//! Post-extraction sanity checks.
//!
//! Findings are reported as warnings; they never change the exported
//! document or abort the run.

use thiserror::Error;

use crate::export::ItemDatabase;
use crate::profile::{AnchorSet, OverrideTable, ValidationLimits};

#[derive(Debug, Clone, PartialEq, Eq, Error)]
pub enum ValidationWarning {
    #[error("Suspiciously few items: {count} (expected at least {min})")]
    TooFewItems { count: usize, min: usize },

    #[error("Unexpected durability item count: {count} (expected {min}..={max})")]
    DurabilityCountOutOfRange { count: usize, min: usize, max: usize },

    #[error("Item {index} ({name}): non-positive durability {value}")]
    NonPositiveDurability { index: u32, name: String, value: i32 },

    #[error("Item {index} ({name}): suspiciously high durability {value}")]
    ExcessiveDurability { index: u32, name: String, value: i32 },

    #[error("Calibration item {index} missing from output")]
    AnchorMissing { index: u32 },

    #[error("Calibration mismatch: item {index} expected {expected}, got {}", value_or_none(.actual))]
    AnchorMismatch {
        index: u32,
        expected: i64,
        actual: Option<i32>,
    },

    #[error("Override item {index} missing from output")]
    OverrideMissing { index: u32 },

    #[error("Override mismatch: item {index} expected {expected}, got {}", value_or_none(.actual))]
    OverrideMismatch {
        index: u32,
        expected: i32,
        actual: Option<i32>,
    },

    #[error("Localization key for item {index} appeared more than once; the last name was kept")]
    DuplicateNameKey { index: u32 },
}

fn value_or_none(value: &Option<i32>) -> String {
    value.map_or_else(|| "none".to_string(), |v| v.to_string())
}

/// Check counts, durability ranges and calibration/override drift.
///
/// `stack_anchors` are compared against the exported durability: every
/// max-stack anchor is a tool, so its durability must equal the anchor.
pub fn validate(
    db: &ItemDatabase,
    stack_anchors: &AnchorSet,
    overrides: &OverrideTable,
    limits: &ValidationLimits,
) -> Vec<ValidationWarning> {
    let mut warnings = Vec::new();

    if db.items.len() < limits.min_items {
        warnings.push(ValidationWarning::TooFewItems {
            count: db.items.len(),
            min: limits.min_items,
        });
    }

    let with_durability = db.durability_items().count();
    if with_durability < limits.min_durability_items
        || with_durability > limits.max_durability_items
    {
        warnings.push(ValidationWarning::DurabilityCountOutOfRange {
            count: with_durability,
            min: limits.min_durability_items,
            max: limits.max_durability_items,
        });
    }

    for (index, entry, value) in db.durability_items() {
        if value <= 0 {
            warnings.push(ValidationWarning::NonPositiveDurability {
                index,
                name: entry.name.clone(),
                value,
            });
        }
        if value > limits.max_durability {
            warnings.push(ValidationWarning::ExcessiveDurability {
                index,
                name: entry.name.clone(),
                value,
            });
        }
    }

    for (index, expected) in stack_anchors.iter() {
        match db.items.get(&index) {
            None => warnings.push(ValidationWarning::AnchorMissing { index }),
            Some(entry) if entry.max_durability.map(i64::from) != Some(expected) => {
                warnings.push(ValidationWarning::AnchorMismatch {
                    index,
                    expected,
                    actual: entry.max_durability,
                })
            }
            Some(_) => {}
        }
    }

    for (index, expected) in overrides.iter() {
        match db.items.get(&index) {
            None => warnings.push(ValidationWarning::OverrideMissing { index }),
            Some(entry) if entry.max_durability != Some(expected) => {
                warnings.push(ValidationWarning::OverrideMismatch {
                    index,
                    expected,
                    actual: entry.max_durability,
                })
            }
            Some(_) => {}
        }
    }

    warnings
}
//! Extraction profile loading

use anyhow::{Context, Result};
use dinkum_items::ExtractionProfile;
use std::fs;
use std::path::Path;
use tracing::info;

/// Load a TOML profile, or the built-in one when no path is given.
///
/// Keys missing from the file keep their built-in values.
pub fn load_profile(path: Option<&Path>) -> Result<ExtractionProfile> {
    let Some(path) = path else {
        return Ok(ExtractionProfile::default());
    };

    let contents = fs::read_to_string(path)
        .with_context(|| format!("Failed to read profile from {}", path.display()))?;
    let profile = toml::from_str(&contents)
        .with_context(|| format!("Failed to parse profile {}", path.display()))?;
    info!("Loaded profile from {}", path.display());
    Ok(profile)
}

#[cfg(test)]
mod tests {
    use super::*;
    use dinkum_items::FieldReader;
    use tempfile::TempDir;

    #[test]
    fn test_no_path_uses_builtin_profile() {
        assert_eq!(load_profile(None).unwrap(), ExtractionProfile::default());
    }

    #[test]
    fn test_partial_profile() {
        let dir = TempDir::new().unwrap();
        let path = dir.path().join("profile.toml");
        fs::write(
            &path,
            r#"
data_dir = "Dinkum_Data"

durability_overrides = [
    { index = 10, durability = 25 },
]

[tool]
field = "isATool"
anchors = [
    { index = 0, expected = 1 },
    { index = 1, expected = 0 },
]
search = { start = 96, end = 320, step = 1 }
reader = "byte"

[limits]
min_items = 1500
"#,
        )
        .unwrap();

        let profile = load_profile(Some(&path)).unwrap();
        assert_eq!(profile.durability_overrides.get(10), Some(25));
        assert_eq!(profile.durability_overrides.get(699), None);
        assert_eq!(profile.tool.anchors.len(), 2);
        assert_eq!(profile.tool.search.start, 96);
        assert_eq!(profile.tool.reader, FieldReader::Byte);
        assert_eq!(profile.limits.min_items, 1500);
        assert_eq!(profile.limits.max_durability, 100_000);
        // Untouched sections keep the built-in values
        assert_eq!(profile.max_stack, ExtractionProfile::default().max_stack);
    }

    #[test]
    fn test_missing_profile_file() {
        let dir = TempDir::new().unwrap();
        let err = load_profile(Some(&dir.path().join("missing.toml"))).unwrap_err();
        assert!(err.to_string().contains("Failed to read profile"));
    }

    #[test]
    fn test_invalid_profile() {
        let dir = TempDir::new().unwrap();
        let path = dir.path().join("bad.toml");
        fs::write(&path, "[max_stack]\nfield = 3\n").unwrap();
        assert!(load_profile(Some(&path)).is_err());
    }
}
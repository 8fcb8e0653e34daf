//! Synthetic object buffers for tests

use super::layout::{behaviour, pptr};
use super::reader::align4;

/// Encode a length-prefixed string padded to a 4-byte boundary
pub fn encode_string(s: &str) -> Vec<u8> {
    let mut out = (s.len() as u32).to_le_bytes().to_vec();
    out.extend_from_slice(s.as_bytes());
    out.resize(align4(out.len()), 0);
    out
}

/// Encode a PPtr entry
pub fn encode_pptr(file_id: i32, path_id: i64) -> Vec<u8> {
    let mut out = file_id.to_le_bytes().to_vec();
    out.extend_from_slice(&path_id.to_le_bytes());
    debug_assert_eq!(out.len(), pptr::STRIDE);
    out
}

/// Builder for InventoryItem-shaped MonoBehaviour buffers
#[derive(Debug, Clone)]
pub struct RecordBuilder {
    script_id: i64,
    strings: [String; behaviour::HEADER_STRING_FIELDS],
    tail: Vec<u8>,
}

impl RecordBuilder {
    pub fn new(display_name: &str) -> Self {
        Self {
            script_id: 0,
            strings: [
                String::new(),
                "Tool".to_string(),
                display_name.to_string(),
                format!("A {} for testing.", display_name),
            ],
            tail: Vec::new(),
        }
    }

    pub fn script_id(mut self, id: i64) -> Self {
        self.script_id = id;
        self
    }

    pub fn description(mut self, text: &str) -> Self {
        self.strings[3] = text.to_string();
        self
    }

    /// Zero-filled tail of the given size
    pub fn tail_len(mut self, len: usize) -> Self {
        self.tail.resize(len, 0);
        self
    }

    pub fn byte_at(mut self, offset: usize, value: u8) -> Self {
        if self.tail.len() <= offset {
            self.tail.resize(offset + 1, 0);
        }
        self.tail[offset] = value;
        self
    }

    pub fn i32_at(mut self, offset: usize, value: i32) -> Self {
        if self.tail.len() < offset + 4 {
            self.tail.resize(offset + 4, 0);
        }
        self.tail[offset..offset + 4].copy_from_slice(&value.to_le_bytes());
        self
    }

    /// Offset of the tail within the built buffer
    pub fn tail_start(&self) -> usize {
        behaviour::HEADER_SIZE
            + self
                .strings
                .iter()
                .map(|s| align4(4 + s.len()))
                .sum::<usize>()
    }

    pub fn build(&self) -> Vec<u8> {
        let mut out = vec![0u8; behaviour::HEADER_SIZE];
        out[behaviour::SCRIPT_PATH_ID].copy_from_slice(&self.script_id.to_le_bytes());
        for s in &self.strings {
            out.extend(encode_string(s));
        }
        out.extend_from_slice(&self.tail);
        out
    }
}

------------------------------

== Directions for this task ==
Reproduce the records above exactly, from the first line to the line that holds "pub enum ValidationWarning", inclusive, and omit everything after it.

== Written answer ==
//! Post-extraction sanity checks.
//!
//! Findings are reported as warnings; they never change the exported
//! document or abort the run.

use thiserror::Error;

use crate::export::ItemDatabase;
use crate::profile::{AnchorSet, OverrideTable, ValidationLimits};

#[derive(Debug, Clone, PartialEq, Eq, Error)]
pub enum ValidationWarning {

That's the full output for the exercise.